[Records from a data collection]
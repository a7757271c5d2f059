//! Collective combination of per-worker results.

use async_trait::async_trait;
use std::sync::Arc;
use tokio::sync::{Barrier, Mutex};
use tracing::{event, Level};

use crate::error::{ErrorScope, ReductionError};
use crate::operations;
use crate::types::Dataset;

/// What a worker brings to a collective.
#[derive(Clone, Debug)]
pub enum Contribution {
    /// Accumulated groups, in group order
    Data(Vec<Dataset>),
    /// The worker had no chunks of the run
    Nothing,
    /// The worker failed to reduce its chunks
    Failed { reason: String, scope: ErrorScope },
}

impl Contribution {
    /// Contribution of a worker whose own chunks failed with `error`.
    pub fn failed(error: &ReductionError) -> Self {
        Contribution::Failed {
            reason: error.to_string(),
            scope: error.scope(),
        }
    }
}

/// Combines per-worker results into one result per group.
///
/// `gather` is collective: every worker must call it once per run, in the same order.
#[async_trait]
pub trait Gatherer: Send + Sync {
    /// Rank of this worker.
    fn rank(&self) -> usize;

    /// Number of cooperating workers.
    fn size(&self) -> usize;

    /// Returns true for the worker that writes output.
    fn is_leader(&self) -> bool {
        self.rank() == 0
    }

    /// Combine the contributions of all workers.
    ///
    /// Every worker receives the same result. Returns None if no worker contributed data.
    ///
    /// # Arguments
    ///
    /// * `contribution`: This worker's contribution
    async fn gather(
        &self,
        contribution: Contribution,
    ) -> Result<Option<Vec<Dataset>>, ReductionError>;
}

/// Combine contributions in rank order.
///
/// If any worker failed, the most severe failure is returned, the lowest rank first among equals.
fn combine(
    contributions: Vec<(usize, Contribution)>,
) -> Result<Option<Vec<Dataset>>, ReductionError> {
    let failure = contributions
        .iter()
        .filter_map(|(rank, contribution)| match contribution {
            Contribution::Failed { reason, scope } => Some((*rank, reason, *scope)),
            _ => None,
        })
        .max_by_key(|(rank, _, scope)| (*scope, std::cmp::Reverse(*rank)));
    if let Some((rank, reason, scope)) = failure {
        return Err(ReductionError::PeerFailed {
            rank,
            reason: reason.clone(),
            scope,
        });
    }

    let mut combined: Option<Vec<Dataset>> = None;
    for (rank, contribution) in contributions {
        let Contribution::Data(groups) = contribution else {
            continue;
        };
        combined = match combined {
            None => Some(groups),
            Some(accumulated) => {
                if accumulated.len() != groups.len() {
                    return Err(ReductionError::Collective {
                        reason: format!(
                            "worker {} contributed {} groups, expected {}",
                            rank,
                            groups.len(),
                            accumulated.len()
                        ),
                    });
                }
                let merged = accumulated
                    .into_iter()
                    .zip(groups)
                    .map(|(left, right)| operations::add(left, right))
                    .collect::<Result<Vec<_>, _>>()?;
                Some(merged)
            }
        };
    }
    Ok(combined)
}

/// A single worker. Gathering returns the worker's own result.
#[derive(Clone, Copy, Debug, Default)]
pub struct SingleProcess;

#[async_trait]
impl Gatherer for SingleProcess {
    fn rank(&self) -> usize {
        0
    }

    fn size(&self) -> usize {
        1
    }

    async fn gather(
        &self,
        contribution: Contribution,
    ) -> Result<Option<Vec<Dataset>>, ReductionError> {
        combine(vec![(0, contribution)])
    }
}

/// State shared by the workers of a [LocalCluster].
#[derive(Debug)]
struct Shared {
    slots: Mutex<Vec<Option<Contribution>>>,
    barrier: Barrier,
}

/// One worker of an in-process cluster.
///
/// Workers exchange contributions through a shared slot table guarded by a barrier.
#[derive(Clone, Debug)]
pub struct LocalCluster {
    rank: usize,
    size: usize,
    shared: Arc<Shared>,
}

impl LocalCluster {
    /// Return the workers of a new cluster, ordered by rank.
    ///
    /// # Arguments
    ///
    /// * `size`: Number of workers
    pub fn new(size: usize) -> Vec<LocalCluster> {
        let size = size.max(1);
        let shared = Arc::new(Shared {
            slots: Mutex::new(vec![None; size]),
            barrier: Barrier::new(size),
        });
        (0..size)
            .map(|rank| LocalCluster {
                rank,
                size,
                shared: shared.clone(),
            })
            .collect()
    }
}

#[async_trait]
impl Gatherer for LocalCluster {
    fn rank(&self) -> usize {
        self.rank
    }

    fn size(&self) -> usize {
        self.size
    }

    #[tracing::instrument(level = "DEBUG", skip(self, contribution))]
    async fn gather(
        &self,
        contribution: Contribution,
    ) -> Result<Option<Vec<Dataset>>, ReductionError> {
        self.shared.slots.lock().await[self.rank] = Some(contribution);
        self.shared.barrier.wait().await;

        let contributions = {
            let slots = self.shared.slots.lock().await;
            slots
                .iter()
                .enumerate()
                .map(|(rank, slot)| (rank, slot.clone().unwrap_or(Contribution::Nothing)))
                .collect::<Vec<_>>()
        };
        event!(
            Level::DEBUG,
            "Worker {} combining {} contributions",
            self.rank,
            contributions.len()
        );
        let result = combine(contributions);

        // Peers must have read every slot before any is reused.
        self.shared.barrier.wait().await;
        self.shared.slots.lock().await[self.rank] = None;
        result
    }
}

==

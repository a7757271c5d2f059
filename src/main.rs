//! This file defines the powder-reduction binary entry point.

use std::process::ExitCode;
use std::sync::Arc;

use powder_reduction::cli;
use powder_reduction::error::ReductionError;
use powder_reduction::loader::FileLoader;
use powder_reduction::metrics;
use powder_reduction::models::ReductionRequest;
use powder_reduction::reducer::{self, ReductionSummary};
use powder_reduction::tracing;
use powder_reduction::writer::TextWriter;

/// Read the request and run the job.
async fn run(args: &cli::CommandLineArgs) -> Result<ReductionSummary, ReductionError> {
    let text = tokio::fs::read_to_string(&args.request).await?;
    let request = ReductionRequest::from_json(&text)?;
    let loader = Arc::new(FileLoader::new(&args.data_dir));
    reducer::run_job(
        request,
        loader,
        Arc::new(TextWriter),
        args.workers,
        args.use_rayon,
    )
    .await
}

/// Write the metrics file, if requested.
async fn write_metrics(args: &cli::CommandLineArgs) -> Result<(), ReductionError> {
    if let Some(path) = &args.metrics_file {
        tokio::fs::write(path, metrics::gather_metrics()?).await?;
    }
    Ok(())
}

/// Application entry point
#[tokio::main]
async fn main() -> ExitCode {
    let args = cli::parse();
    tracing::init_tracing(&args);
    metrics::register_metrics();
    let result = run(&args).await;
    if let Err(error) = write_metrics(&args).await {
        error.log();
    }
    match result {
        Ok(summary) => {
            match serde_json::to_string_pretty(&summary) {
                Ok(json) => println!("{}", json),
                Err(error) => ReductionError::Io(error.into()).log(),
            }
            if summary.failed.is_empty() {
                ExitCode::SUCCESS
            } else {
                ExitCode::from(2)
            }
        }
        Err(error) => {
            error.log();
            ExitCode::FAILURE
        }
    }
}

Assignment:
Above are the records. Copy every line in them holding "combined".

Solution for this exercise:
    let mut combined: Option<Vec<Dataset>> = None;
        combined = match combined {
    Ok(combined)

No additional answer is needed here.